ルビー 最高峰の宝石

ルビー 宝石のQueen of Jewel

 

ルビー 宝石

宝石の中で特に重要なコランダムの中には、もっともよく知られているルビーがあり、美しく輝くだけではなく、硬度が9とダイヤモンドの次に硬さもあり、古代から時代の中心を彩りながら女性に愛され続けています。

 

名前の由来は、ラテン語で赤を意味する「rubeus」で、歴史は古く、古代インドでも「宝石の王」として珍重されていました。

 

赤いコランダムはとても希少なもので、クロムを含むと赤色を帯びているものをルビーとして、やはり色の濃さや透明度が価値判断の第一条件です。

 

また、単に色が濃ければいいというわけではなく、色が濃くてなおかつ、にごりがなく宝石自体の輝きがあって透明感があり濃淡の色のバランスがいいことです。

 

ルビー 宝石

ピジョン・ブラッド(鳩の血の色)

 

濃い赤色で内側から光がある色合いのものが最高級のルビーの色で、紫外線に発光して、黒みの原因である鉄の不純物が少ないもので、ほとんどがミャンマーでの産出になります。

 

ルビー 宝石

チェリー・ピンク

 

明るい色調で透明度は高く、スリランカ産に多いものです。

 

産地

 

タイ産

1850年の鉱床発見以来、19世紀から世界のルビーの重要な供給地になっていて、生産量で世界の大半を占めており、現在はミャンマーの鉱山国営化により、タイ産の重要性がより高まっています。

 

ミャンマー産

ほかの産地よりも純粋で大きな結晶のものが採れ、すべてにおいて最高級品とされていて、政府が鉱山を国営化したことで産出量が軽減、希少性が高くなっています。

 

スリランカ産

ピンクがかった赤い色が特徴で、ルビーとしての評価は比較的低いですが人気があります。

 

ベトナム産

1983年の発見以来、調査が行われたほぼ全土で広大なルビーやサファイアの鉱床が発見され、採取されたルビーの原石のほとんどは置物彫刻用とされていて、カットされた石の多くはピンクサファイアに分類されます。

 

マダガスカル産

2000年からルビーの採鉱が始まりました。
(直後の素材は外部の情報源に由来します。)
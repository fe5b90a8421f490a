//! /peers and /save handlers.

use axum::extract::{Path, State};
use axum::http::StatusCode;
use axum::Json;
use serde::Serialize;

use teomon_services::{PeerView, RegistryError};

use super::ApiState;

// ── /peers ───────────────────────────────────────────────────────────────────

pub async fn handle_peers(State(state): State<ApiState>) -> Json<Vec<PeerView>> {
    Json(state.registry.views())
}

pub async fn handle_peers_table(State(state): State<ApiState>) -> String {
    state.registry.table()
}

// ── /peers/:address (GET) ────────────────────────────────────────────────────

pub async fn handle_peer_get(
    State(state): State<ApiState>,
    Path(address): Path<String>,
) -> Result<Json<PeerView>, (StatusCode, String)> {
    let record = state
        .registry
        .get(&address)
        .ok_or((StatusCode::NOT_FOUND, format!("peer {address} not found")))?;
    Ok(Json(PeerView::from(&record)))
}

// ── /peers/:address (DELETE) ─────────────────────────────────────────────────

#[derive(Debug, Serialize)]
pub struct PeerDeleteResponse {
    pub address: String,
    pub deleted: bool,
}

pub async fn handle_peer_delete(
    State(state): State<ApiState>,
    Path(address): Path<String>,
) -> Result<Json<PeerDeleteResponse>, (StatusCode, String)> {
    match state.registry.del(&address) {
        Ok(_) => {
            tracing::info!(address = %address, "peer deleted via API");
            Ok(Json(PeerDeleteResponse {
                address,
                deleted: true,
            }))
        }
        Err(e @ RegistryError::NotFound(_)) => Err((StatusCode::NOT_FOUND, e.to_string())),
        Err(e) => Err((StatusCode::INTERNAL_SERVER_ERROR, e.to_string())),
    }
}

// ── /save ────────────────────────────────────────────────────────────────────

#[derive(Debug, Serialize)]
pub struct SaveResponse {
    pub saved: usize,
    pub path: String,
}

pub async fn handle_save(
    State(state): State<ApiState>,
) -> Result<Json<SaveResponse>, (StatusCode, String)> {
    let saved = state
        .registry
        .save(&state.peers_file)
        .map_err(|e| (StatusCode::INTERNAL_SERVER_ERROR, e.to_string()))?;
    Ok(Json(SaveResponse {
        saved,
        path: state.peers_file.display().to_string(),
    }))
}

#[cfg(test)]
mod tests {
    use super::*;
    use std::sync::Arc;

    use teomon_core::MetricRecord;
    use teomon_services::{PeerRegistry, TcpTransport};

    fn state(name: &str) -> ApiState {
        let (transport, _inbound) = TcpTransport::new("collector");
        ApiState {
            registry: PeerRegistry::new(),
            transport: Arc::new(transport),
            peers_file: std::env::temp_dir()
                .join(format!("teomon-api-{}-{}", name, std::process::id()))
                .join("peers.bin"),
            shutdown_tx: tokio::sync::broadcast::channel(1).0,
        }
    }

    #[tokio::test]
    async fn peers_lists_views_in_display_order() {
        let s = state("list");
        s.registry.add(MetricRecord::new("a", "zeta"));
        s.registry.add(MetricRecord::new("b", "alpha"));

        let Json(views) = handle_peers(State(s)).await;
        let order: Vec<_> = views.iter().map(|v| v.app_short.as_str()).collect();
        assert_eq!(order, vec!["alpha", "zeta"]);
    }

    #[tokio::test]
    async fn table_is_plain_text() {
        let s = state("table");
        s.registry.add(MetricRecord::new("a", "app-a"));
        let table = handle_peers_table(State(s)).await;
        assert!(table.contains("app-a"));
        assert!(table.starts_with('-'));
    }

    #[tokio::test]
    async fn unknown_peer_is_404() {
        let s = state("404");
        let err = handle_peer_get(State(s.clone()), Path("nope".to_string()))
            .await
            .unwrap_err();
        assert_eq!(err.0, StatusCode::NOT_FOUND);

        let err = handle_peer_delete(State(s), Path("nope".to_string()))
            .await
            .unwrap_err();
        assert_eq!(err.0, StatusCode::NOT_FOUND);
    }

    #[tokio::test]
    async fn delete_removes_peer() {
        let s = state("del");
        s.registry.add(MetricRecord::new("a", "app"));
        let Json(resp) = handle_peer_delete(State(s.clone()), Path("a".to_string()))
            .await
            .unwrap();
        assert!(resp.deleted);
        assert!(s.registry.is_empty());
    }

    #[tokio::test]
    async fn save_writes_peers_file() {
        let s = state("save");
        s.registry.add(MetricRecord::new("a", "app"));
        let Json(resp) = handle_save(State(s.clone())).await.unwrap();
        assert_eq!(resp.saved, 1);
        assert!(s.peers_file.exists());
        if let Some(dir) = s.peers_file.parent() {
            let _ = std::fs::remove_dir_all(dir);
        }
    }
}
最高級品の色合いの産出があり、期待がかけられています。

 

そのほかの産地

アフガニスタン、カンボジア、インド、ケニア、パキスタン(カシミール地方)、ロシア、タンザニア、アメリカ(ノースカロライナ州)

 

 

スタールビー

ルビー 宝石

 

スタールビーは表面に光の線が星の形になって現れる(アステリズム)もので、これはルチル(酸化チタン)が繊維状に整列し、一定の角度で交わったときに光を発生するものです。

 

最も価値があるとされるものは、スターの中心がカボションの頂上にきているものや、スターがハッキリと現れているもので、表面がレンズ効果となってアステリズムを現出します。

 

アステリズムの語源は、ギリシャ語で「星」を意味する「アステ」に由来するといわれていて、「強いパワー」「願いをかなえてくれる」「悪を追い払って幸運をもたらす」「良き伴侶を見つけてくれる」などという言い伝えがあります。

 

人為的な処理

 

コランダムの色を人口的に改善する方法はいくつかあります。

 

充填(じゅうてん)

内包などのキズの反射光を抑えて目立たなくします。石本来の色は損なわれず、キズ周辺の白いムラだけが見えなくなります。

 

含浸(がんしん)

コランダムの内包などにあるキズやヒビを、薬品・樹脂や水などの液体を浸して含ませることです。

 

加熱(エンハンスメント)

高温(1000度程度)で加熱すると色の濃さを変えたり、色ムラをなくしたり、シルク・インクルージョン(白っぽい筋状)を溶かして透明度を高くすることが可能で、恒久的な効果があります。